At the same hearing, Sobol told the judge that under the distribution agreement, the third-party payers would receive one-third of the recovery and their counsel would receive two-thirds. He acknowledged that "opposite" of what "you normally would expect."
'Positive Outcome For Lilly'
In a statement, Lilly said: "This settlement represents a positive outcome for Lilly, and allows us to return our focus to the patients and healthcare professionals who rely on our medications."
At the Dec. 19 hearing, Sobol also noted that the law firms have spent millions of dollars prosecuting the six-year-old case and that there is a "huge amount of expenses and lawyer time that's being uncompensated for."
In answer to a question from Judge Weinstein, Sobol said the recovered attorney costs and lodestar is about 16 percent of the total amount.
The settlement resolves only the claims of the six third-party payers and their counsel.
Started Out As RICO Action
The original parties in the third-party payer class action were United Food and Commercial Workers Local 1776, Participating Employers Health and Welfare Fund, Local 28 Sheet Metal Workers, the Mid-West National Life Insurance Co. of Tennessee, Sergeants Benevolent Association Health and Welfare Fund, American Federation of State, County and Municipal Employees District Council 37 and the United Federation of Teachers Welfare Fund.
In 2005, the third-party payers filed a class action complaint in the MDL court alleging that Lilly violated RICO by marketing the atypical antipsychotic drug for off-label uses and concealing the risk of diabetes, thereby causing them to pay more for Zyprexa than they would for cheaper prescription antipsychotics.
In 2008, Judge Weinstein certified a RICO class action and immediately certified it for appeal to the Second Circuit U.S. Court of Appeals. In 2010, the Second Circuit reversed class certification.
In June, the U.S. Supreme Court denied the third-party payers' petition for a grant of certiorari.
Circuit's Interpretation Disputed
Sobol told Mealey's that the Second Circuit "indicated that two approaches to recovery under RICO were not available under the panel's interpretation of RICO."

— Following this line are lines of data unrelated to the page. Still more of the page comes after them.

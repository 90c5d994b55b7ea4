// SPDX-License-Identifier: AGPL-3.0-or-later
// Copyright (C) 2012-2025 Andrei Maltsev

use vici_duckling::vici::{
    model::IKEConf,
    wire::{OrderedMap, Value},
};

fn section(fields: Vec<(&str, Value)>) -> OrderedMap {
    let mut m = OrderedMap::new();
    for (k, v) in fields {
        m.push(k, v);
    }
    m
}

#[test]
fn decodes_sibling_auth_sections_by_prefix() {
    let mut conf_section = section(vec![
        ("version", Value::Str("2".to_string())),
        ("local_addrs", Value::List(vec!["10.0.0.1".to_string()])),
    ]);
    conf_section.push("local", Value::Section(section(vec![("class", Value::Str("psk".to_string()))])));
    conf_section.push("local-1", Value::Section(section(vec![("class", Value::Str("pubkey".to_string()))])));
    conf_section.push(
        "remote-eap",
        Value::Section(section(vec![
            ("eap-type", Value::Str("13".to_string())),
            ("eap-vendor", Value::Str("9048".to_string())),
            ("revocation", Value::Str("strict".to_string())),
        ])),
    );

    let mut children = OrderedMap::new();
    children.push("c1", Value::Section(section(vec![("mode", Value::Str("tunnel".to_string()))])));
    conf_section.push("children", Value::Section(children));

    let conf = IKEConf::from_section(&conf_section);

    assert_eq!(conf.ike_version.as_deref(), Some("2"));
    assert_eq!(conf.local_addrs, vec!["10.0.0.1".to_string()]);
    assert_eq!(conf.local_auth.len(), 2);
    assert_eq!(conf.remote_auth.len(), 1);
    let remote_eap = conf.remote_auth.get("remote-eap").expect("remote-eap section");
    assert_eq!(remote_eap.eap_type.as_deref(), Some("13"));
    assert_eq!(remote_eap.eap_vendor.as_deref(), Some("9048"));
    assert_eq!(remote_eap.revocation_policy.as_deref(), Some("strict"));
    assert_eq!(conf.children.len(), 1);
    assert_eq!(conf.children.get("c1").and_then(|c| c.mode.clone()), Some("tunnel".to_string()));
}

#[test]
fn duplicate_local_key_is_decoded_from_its_suffixed_name() {
    let mut m = OrderedMap::new();
    m.insert_dedup("local".to_string(), Value::Section(section(vec![("class", Value::Str("psk".to_string()))])));
    m.insert_dedup("local".to_string(), Value::Section(section(vec![("class", Value::Str("pubkey".to_string()))])));

    let conf = IKEConf::from_section(&m);
    assert_eq!(conf.local_auth.len(), 2);
    assert!(conf.local_auth.contains_key("local"));
    assert!(conf.local_auth.contains_key("local##0"));
}
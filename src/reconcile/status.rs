// SPDX-License-Identifier: AGPL-3.0-or-later
// Copyright (C) 2012-2025 Andrei Maltsev

use crate::vici::model::{ChildSA, ChildSAConf, IKEConf, IkeSa};

/// The reconciled view of a single child SA: its configuration, its runtime
/// state if the daemon reports one, or both.
#[derive(Debug, Clone)]
pub struct ChildSAStatus {
    pub name: String,
    pub configuration: ChildSAConf,
    pub state: Option<ChildSA>,
}

/// The reconciled view of a single IKE SA: configuration, runtime state if
/// present, and the union-joined list of its child SAs.
#[derive(Debug, Clone)]
pub struct IKESAStatus {
    pub name: String,
    pub configuration: IKEConf,
    pub state: Option<IkeSa>,
    pub child_sa: Vec<ChildSAStatus>,
}

/// Receives reconciled statuses on every reconciliation tick. Implemented by
/// metrics sinks and the re-initiator.
pub trait StatusReceiver: Send + Sync {
    fn ike_sa_status(&self, status: &IKESAStatus);
}
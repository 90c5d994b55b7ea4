// SPDX-License-Identifier: AGPL-3.0-or-later
// Copyright (C) 2012-2025 Andrei Maltsev

use thiserror::Error;

/// Error taxonomy for the VICI client and typed API layer.
///
/// `Timeout` poisons the owning session (see [`crate::vici::session::Session::close`]);
/// every other variant is returned to the caller without further session
/// side effects.
#[derive(Debug, Error, Clone)]
pub enum ViciError {
    #[error("transport error: {0}")]
    Transport(String),

    #[error("request timed out")]
    Timeout,

    #[error("protocol violation: {0}")]
    Protocol(String),

    #[error("encoding error: value too long ({0} bytes)")]
    EncodingTooLong(usize),

    #[error("malformed frame: {0}")]
    MalformedFrame(String),

    #[error("frame truncated")]
    Truncated,

    #[error("command failed: {0}")]
    CommandFailed(String),

    #[error("initiate failed: {0}")]
    InitiateFailed(String),

    #[error("event already registered")]
    AlreadyRegistered,

    #[error("decode error: {0}")]
    Decode(String),

    #[error("session closed")]
    Closed,
}
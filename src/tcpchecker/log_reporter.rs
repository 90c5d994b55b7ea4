// SPDX-License-Identifier: AGPL-3.0-or-later
// Copyright (C) 2012-2025 Andrei Maltsev

use std::{
    collections::HashMap,
    sync::Mutex,
    time::{Duration, Instant},
};

use tracing::{info, warn};

use crate::tcpchecker::reporter::{Report, Reporter};

const STILL_CLOSED_REPEAT: Duration = Duration::from_secs(5 * 60);

struct Tracked {
    open: bool,
    last_logged: Instant,
}

/// Logs on every open<->closed transition, and re-logs "still closed" no
/// more than once every 5 minutes while a port stays down.
pub struct LogReporter {
    state: Mutex<HashMap<String, Tracked>>,
}

impl LogReporter {
    pub fn new() -> Self {
        Self { state: Mutex::new(HashMap::new()) }
    }
}

impl Default for LogReporter {
    fn default() -> Self {
        Self::new()
    }
}

impl Reporter for LogReporter {
    fn report(&self, report: &Report) {
        let key = format!("{}:{}:{}", report.name, report.address, report.port);
        let now = Instant::now();
        let mut state = self.state.lock().expect("log-reporter mutex poisoned");

        match state.get_mut(&key) {
            None => {
                if report.open {
                    info!("{} ({}:{}) is open", report.name, report.address, report.port);
                } else {
                    warn!("{} ({}:{}) is closed: {:?}", report.name, report.address, report.port, report.error);
                }
                state.insert(key, Tracked { open: report.open, last_logged: now });
            },
            Some(tracked) if tracked.open != report.open => {
                if report.open {
                    info!("{} ({}:{}) is now open", report.name, report.address, report.port);
                } else {
                    warn!("{} ({}:{}) is now closed: {:?}", report.name, report.address, report.port, report.error);
                }
                tracked.open = report.open;
                tracked.last_logged = now;
            },
            Some(tracked) if !report.open && now.duration_since(tracked.last_logged) >= STILL_CLOSED_REPEAT => {
                warn!("{} ({}:{}) still closed: {:?}", report.name, report.address, report.port, report.error);
                tracked.last_logged = now;
            },
            Some(_) => {},
        }
    }
}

On remand, Judge Weinstein in November dismissed the class action and ordered the creation of individual cases for each third-party payer.
According to a report filed Dec. 9 by the third-party payers, they contacted 16 law firms that represented health benefit providers to determine their interest in joining them in prosecuting aggregated claims against Lilly. Despite "multiple calls" and "numerous meetings," they said they found no takers.
"The parties have agreed to a dismissal of all remaining individual claims, along with a waiver of all appellate rights in this litigation, with a minimal payment by Lilly," the third-party payers said.
Ends Federal Claims
In their report, the third-party payers said the Second Circuit's decision "effectively ended the federal claims in this case."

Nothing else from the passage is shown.